═════ RECORDS FOR THIS EXERCISE

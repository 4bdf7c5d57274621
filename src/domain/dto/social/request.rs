use serde::{Deserialize, Serialize};
use utoipa::{IntoParams, ToSchema};
use validator::Validate;
use crate::utils::string_utils::not_blank;

pub const DEFAULT_TRENDING_LIMIT: i64 = 10;
pub const MAX_TRENDING_LIMIT: i64 = 50;

/// 게시물 작성 / 수정
///
/// 본문 길이와 "본문 또는 미디어 필수" 규칙은 `Post` 엔티티가 검증합니다.
#[derive(Debug, Clone, Default, Serialize, Deserialize, Validate, ToSchema)]
pub struct PostRequest {
    #[serde(default)]
    pub content: String,
    #[validate(length(max = 10, message = "미디어는 최대 10개까지 첨부할 수 있습니다"))]
    #[serde(default)]
    pub media_urls: Vec<String>,
}

/// `GET /api/posts` 필터
#[derive(Debug, Clone, Default, Deserialize, IntoParams)]
#[into_params(parameter_in = Query)]
pub struct PostFilter {
    /// `#` 없이, 대소문자 무시
    pub hashtag: Option<String>,
    pub author_id: Option<String>,
    /// `true`면 내가 팔로우하는 사용자의 게시물만
    pub following: Option<bool>,
}

#[derive(Debug, Clone, Serialize, Deserialize, Validate, ToSchema)]
pub struct CommentRequest {
    #[validate(custom(function = "not_blank"))]
    #[validate(length(min = 1, max = 2000, message = "댓글은 1-2000자 사이여야 합니다"))]
    pub content: String,
}

#[derive(Debug, Clone, Default, Deserialize, IntoParams)]
#[into_params(parameter_in = Query)]
pub struct TrendingQuery {
    /// 기본 10, 최대 50
    pub limit: Option<i64>,
}

impl TrendingQuery {
    pub fn limit(&self) -> i64 {
        self.limit.unwrap_or(DEFAULT_TRENDING_LIMIT).clamp(1, MAX_TRENDING_LIMIT)
    }
}

#[derive(Debug, Clone, Serialize, Deserialize, Validate, ToSchema)]
pub struct SendMessageRequest {
    pub recipient_id: String,
    #[validate(custom(function = "not_blank"))]
    #[validate(length(min = 1, max = 5000, message = "메시지는 1-5000자 사이여야 합니다"))]
    pub content: String,
}

#[cfg(test)]
mod tests {
    use super::*;

    #[test]
    fn test_comment_length() {
        assert!(CommentRequest { content: "좋은 글이네요".to_string() }.validate().is_ok());
        assert!(CommentRequest { content: "   ".to_string() }.validate().is_err());
        assert!(CommentRequest { content: "a".repeat(2001) }.validate().is_err());
    }

    #[test]
    fn test_message_length() {
        let message = |content: String| SendMessageRequest {
            recipient_id: "65f000000000000000000000".to_string(),
            content,
        };

        assert!(message("안녕하세요".to_string()).validate().is_ok());
        assert!(message(String::new()).validate().is_err());
        assert!(message("a".repeat(5001)).validate().is_err());
    }

    #[test]
    fn test_trending_limit_clamped() {
        assert_eq!(TrendingQuery::default().limit(), 10);
        assert_eq!(TrendingQuery { limit: Some(500) }.limit(), 50);
        assert_eq!(TrendingQuery { limit: Some(0) }.limit(), 1);
    }
}
pub mod analytics_service;

pub use analytics_service::AnalyticsService;
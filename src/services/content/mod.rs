//! 출판물 / 학습 일정 서비스

pub mod publication_service;
pub mod schedule_service;

pub use publication_service::PublicationService;
pub use schedule_service::ScheduleService;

══════════

* [EXERCISE]:
Output each line of the data exactly as it stands above.

* [RESPONSE]:
repository 4bdf7c5d57274621
filename src/domain/dto/social/request.rs
use serde::{Deserialize, Serialize};
use utoipa::{IntoParams, ToSchema};
use validator::Validate;
use crate::utils::string_utils::not_blank;

pub const DEFAULT_TRENDING_LIMIT: i64 = 10;
pub const MAX_TRENDING_LIMIT: i64 = 50;

/// 게시물 작성 / 수정
///
/// 본문 길이와 "본문 또는 미디어 필수" 규칙은 `Post` 엔티티가 검증합니다.
#[derive(Debug, Clone, Default, Serialize, Deserialize, Validate, ToSchema)]
pub struct PostRequest {
    #[serde(default)]
    pub content: String,
    #[validate(length(max = 10, message = "미디어는 최대 10개까지 첨부할 수 있습니다"))]
    #[serde(default)]
    pub media_urls: Vec<String>,
}

/// `GET /api/posts` 필터
#[derive(Debug, Clone, Default, Deserialize, IntoParams)]
#[into_params(parameter_in = Query)]
pub struct PostFilter {
    /// `#` 없이, 대소문자 무시
    pub hashtag: Option<String>,
    pub author_id: Option<String>,
    /// `true`면 내가 팔로우하는 사용자의 게시물만
    pub following: Option<bool>,
}

#[derive(Debug, Clone, Serialize, Deserialize, Validate, ToSchema)]
pub struct CommentRequest {
    #[validate(custom(function = "not_blank"))]
    #[validate(length(min = 1, max = 2000, message = "댓글은 1-2000자 사이여야 합니다"))]
    pub content: String,
}

#[derive(Debug, Clone, Default, Deserialize, IntoParams)]
#[into_params(parameter_in = Query)]
pub struct TrendingQuery {
    /// 기본 10, 최대 50
    pub limit: Option<i64>,
}

impl TrendingQuery {
    pub fn limit(&self) -> i64 {
        self.limit.unwrap_or(DEFAULT_TRENDING_LIMIT).clamp(1, MAX_TRENDING_LIMIT)
    }
}

#[derive(Debug, Clone, Serialize, Deserialize, Validate, ToSchema)]
pub struct SendMessageRequest {
    pub recipient_id: String,
    #[validate(custom(function = "not_blank"))]
    #[validate(length(min = 1, max = 5000, message = "메시지는 1-5000자 사이여야 합니다"))]
    pub content: String,
}

#[cfg(test)]
mod tests {
    use super::*;

    #[test]
    fn test_comment_length() {
        assert!(CommentRequest { content: "좋은 글이네요".to_string() }.validate().is_ok());
        assert!(CommentRequest { content: "   ".to_string() }.validate().is_err());
        assert!(CommentRequest { content: "a".repeat(2001) }.validate().is_err());
    }

    #[test]
    fn test_message_length() {
        let message = |content: String| SendMessageRequest {
            recipient_id: "65f000000000000000000000".to_string(),
            content,
        };

        assert!(message("안녕하세요".to_string()).validate().is_ok());
        assert!(message(String::new()).validate().is_err());
        assert!(message("a".repeat(5001)).validate().is_err());
    }

    #[test]
    fn test_trending_limit_clamped() {
        assert_eq!(TrendingQuery::default().limit(), 10);
        assert_eq!(TrendingQuery { limit: Some(500) }.limit(), 50);
        assert_eq!(TrendingQuery { limit: Some(0) }.limit(), 1);
    }
}
pub mod analytics_service;

pub use analytics_service::AnalyticsService;
filename src/services/content/mod.rs
//! 출판물 / 학습 일정 서비스

pub mod publication_service;
pub mod schedule_service;

pub use publication_service::PublicationService;
pub use schedule_service::ScheduleService;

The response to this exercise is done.